• _WORK TASK_: Only one stretch of the records below is wanted: the lines from the one holding "filename src/domain/traits.rs" through the one holding "also implement ProblemCatalog". Return it exactly, both ends included.

Segment Start: INPUT DATA

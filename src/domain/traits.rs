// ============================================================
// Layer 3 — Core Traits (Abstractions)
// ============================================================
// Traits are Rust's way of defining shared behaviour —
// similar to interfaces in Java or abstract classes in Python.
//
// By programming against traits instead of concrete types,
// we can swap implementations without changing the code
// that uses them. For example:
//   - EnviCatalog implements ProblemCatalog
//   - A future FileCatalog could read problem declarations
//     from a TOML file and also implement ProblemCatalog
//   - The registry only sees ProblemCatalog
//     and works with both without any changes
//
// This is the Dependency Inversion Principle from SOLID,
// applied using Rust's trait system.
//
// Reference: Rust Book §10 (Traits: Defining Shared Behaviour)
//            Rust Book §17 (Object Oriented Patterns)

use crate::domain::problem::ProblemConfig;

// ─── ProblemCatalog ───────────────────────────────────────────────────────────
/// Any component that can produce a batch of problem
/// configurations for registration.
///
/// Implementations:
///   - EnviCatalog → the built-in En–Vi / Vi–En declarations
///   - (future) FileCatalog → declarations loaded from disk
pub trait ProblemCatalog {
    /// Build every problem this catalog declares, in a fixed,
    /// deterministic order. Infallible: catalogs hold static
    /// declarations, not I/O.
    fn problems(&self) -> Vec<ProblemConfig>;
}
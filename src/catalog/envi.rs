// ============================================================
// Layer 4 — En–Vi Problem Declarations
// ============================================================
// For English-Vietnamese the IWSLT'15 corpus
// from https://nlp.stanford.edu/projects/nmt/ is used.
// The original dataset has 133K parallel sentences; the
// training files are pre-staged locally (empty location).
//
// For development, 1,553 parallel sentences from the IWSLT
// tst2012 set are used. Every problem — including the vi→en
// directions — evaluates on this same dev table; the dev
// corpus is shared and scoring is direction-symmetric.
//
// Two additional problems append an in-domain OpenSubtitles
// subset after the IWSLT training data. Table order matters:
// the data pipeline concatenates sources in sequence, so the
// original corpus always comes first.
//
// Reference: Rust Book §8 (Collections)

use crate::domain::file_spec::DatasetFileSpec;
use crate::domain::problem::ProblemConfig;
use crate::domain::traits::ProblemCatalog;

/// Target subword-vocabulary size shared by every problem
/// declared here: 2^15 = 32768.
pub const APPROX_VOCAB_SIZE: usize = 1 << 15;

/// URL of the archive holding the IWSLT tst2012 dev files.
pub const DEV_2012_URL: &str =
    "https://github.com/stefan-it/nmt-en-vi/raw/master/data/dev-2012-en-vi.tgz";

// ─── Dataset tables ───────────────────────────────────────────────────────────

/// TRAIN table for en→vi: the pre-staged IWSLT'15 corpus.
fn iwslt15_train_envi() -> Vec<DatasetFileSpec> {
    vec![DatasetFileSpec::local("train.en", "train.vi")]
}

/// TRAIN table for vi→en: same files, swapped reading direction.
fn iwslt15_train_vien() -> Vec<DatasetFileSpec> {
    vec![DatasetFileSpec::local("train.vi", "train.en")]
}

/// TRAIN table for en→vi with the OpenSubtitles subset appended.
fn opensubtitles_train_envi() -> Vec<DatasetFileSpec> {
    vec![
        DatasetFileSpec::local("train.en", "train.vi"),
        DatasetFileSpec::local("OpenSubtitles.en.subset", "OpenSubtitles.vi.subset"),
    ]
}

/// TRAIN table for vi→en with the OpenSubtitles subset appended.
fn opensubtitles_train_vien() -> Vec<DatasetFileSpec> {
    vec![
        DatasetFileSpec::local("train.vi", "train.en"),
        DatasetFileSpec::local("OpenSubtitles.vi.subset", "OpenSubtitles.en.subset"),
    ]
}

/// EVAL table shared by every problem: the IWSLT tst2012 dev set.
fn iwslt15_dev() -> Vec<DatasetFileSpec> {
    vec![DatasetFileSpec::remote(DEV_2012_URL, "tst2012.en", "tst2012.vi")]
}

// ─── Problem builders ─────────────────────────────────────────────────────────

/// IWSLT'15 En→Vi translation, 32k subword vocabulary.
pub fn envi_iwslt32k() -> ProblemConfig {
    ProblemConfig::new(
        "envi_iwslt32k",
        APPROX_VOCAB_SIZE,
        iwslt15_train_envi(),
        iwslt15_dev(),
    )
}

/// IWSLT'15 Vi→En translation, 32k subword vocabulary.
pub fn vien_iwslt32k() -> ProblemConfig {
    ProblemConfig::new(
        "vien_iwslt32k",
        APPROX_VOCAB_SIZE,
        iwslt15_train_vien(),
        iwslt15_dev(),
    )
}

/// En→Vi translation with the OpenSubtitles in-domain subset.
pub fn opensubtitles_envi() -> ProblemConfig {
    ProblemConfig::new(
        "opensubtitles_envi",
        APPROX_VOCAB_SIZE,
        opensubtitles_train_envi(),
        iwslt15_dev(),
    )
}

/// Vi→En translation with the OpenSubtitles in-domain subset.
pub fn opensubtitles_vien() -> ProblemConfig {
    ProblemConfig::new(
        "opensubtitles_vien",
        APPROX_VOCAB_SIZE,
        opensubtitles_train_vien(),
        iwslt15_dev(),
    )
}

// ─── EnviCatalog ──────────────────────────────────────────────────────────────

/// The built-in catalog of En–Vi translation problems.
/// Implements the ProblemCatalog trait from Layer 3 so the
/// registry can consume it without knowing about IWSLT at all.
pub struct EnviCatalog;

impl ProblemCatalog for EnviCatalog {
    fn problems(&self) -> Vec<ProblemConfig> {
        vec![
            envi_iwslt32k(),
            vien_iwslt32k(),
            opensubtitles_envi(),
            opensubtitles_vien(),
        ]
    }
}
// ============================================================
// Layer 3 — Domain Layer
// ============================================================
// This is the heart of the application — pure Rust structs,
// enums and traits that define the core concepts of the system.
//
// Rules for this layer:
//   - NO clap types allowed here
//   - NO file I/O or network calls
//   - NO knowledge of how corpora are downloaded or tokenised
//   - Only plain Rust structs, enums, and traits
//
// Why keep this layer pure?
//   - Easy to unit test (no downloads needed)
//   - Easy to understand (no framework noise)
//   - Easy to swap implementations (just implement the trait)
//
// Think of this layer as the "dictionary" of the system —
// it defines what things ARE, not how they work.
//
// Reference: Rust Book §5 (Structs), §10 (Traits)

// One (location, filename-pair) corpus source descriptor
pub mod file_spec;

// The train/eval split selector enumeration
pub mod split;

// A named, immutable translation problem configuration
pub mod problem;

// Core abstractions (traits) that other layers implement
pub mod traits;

Segment End: INPUT DATA
Segment Start: INPUT DATA

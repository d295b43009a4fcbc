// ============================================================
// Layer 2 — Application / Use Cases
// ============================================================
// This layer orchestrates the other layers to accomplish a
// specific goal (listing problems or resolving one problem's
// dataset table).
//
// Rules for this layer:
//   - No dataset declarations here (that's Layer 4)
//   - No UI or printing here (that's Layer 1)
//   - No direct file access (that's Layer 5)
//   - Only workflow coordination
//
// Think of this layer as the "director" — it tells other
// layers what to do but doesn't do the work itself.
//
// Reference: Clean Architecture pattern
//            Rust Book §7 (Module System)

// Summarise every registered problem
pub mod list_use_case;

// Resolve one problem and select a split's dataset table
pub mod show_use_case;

Segment End: INPUT DATA
Segment Start: INPUT DATA

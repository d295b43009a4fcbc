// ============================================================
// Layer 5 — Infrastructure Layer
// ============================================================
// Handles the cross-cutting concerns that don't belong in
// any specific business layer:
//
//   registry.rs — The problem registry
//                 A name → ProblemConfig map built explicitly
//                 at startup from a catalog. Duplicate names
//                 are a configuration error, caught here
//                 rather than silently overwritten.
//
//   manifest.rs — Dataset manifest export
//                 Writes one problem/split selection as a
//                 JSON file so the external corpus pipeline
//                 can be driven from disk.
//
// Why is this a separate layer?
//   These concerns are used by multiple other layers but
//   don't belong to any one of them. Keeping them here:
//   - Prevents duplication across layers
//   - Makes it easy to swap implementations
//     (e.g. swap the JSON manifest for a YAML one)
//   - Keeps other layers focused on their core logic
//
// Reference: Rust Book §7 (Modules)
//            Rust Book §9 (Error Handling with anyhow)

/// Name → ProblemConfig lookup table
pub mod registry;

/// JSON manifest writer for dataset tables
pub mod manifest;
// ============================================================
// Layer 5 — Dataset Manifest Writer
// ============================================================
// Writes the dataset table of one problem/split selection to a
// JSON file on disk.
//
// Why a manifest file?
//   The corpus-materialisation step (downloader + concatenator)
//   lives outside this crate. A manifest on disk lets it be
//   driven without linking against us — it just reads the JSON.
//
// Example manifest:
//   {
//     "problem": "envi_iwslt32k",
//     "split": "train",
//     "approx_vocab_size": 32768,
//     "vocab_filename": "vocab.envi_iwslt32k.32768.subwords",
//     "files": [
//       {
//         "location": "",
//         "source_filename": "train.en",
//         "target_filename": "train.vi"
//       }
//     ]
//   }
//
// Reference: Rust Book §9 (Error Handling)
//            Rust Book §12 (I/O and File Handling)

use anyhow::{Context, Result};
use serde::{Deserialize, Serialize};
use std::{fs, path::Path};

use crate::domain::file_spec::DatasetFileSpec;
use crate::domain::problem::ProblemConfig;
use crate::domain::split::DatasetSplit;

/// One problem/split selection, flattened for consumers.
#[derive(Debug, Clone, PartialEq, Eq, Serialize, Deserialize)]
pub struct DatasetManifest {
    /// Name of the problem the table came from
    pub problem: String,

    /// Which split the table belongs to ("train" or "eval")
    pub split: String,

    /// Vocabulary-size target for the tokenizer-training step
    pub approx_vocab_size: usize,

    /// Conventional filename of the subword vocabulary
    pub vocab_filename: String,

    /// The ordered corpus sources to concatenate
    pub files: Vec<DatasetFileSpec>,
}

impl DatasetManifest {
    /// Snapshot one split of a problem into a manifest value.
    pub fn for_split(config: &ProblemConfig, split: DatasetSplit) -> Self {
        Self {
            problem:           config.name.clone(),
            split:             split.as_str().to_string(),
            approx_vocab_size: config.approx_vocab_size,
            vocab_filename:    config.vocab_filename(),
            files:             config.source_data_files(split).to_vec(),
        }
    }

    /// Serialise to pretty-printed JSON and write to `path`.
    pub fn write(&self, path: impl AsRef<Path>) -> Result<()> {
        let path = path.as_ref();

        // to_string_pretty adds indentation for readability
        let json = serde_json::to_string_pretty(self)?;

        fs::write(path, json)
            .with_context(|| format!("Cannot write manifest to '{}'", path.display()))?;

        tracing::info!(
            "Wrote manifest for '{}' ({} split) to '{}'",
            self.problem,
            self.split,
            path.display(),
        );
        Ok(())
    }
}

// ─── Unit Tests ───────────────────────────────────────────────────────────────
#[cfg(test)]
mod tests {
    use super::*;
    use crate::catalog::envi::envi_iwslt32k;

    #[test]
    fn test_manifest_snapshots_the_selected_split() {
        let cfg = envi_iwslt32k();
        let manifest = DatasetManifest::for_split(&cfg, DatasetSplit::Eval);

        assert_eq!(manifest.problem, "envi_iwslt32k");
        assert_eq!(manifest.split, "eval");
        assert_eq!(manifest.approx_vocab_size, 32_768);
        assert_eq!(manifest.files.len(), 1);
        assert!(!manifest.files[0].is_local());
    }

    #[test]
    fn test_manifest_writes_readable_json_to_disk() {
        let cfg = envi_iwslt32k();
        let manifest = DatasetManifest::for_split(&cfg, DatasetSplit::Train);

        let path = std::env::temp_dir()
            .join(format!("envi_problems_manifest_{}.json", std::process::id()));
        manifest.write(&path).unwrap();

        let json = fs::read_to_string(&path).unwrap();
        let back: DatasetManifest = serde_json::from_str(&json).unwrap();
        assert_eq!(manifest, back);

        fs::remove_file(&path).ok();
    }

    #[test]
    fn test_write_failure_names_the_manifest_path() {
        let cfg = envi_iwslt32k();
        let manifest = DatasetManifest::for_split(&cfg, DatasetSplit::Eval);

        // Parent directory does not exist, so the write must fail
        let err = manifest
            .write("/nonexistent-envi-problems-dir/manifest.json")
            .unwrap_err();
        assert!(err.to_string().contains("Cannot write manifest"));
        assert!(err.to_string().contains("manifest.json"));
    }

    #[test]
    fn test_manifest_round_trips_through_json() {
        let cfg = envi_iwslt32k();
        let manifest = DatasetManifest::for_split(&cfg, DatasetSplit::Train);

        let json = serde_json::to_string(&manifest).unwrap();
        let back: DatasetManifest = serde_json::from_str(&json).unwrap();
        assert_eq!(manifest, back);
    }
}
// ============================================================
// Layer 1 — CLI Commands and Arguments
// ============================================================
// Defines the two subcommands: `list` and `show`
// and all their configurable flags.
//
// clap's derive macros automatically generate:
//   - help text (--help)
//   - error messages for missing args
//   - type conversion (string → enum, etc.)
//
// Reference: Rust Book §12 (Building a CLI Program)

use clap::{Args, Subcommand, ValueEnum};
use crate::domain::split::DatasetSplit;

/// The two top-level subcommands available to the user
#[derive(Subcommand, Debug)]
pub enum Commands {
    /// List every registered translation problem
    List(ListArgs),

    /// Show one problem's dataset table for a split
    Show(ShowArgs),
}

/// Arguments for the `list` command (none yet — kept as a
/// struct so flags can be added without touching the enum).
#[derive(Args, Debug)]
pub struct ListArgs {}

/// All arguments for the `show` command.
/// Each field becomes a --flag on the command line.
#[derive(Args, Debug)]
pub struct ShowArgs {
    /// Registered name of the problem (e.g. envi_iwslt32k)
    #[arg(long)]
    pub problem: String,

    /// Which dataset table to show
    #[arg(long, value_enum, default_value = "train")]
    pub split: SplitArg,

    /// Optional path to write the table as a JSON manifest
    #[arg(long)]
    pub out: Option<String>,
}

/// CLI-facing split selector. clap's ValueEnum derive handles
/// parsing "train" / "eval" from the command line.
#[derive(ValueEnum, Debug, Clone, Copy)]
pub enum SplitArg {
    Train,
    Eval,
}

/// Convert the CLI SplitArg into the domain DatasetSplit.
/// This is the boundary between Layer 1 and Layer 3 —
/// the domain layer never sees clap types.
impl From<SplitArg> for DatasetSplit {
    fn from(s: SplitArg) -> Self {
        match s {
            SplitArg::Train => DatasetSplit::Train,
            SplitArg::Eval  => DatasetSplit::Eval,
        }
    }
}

Segment End: INPUT DATA

• _REPLY TO THE TASK_:
filename src/domain/traits.rs
// ============================================================
// Layer 3 — Core Traits (Abstractions)
// ============================================================
// Traits are Rust's way of defining shared behaviour —
// similar to interfaces in Java or abstract classes in Python.
//
// By programming against traits instead of concrete types,
// we can swap implementations without changing the code
// that uses them. For example:
//   - EnviCatalog implements ProblemCatalog
//   - A future FileCatalog could read problem declarations
//     from a TOML file and also implement ProblemCatalog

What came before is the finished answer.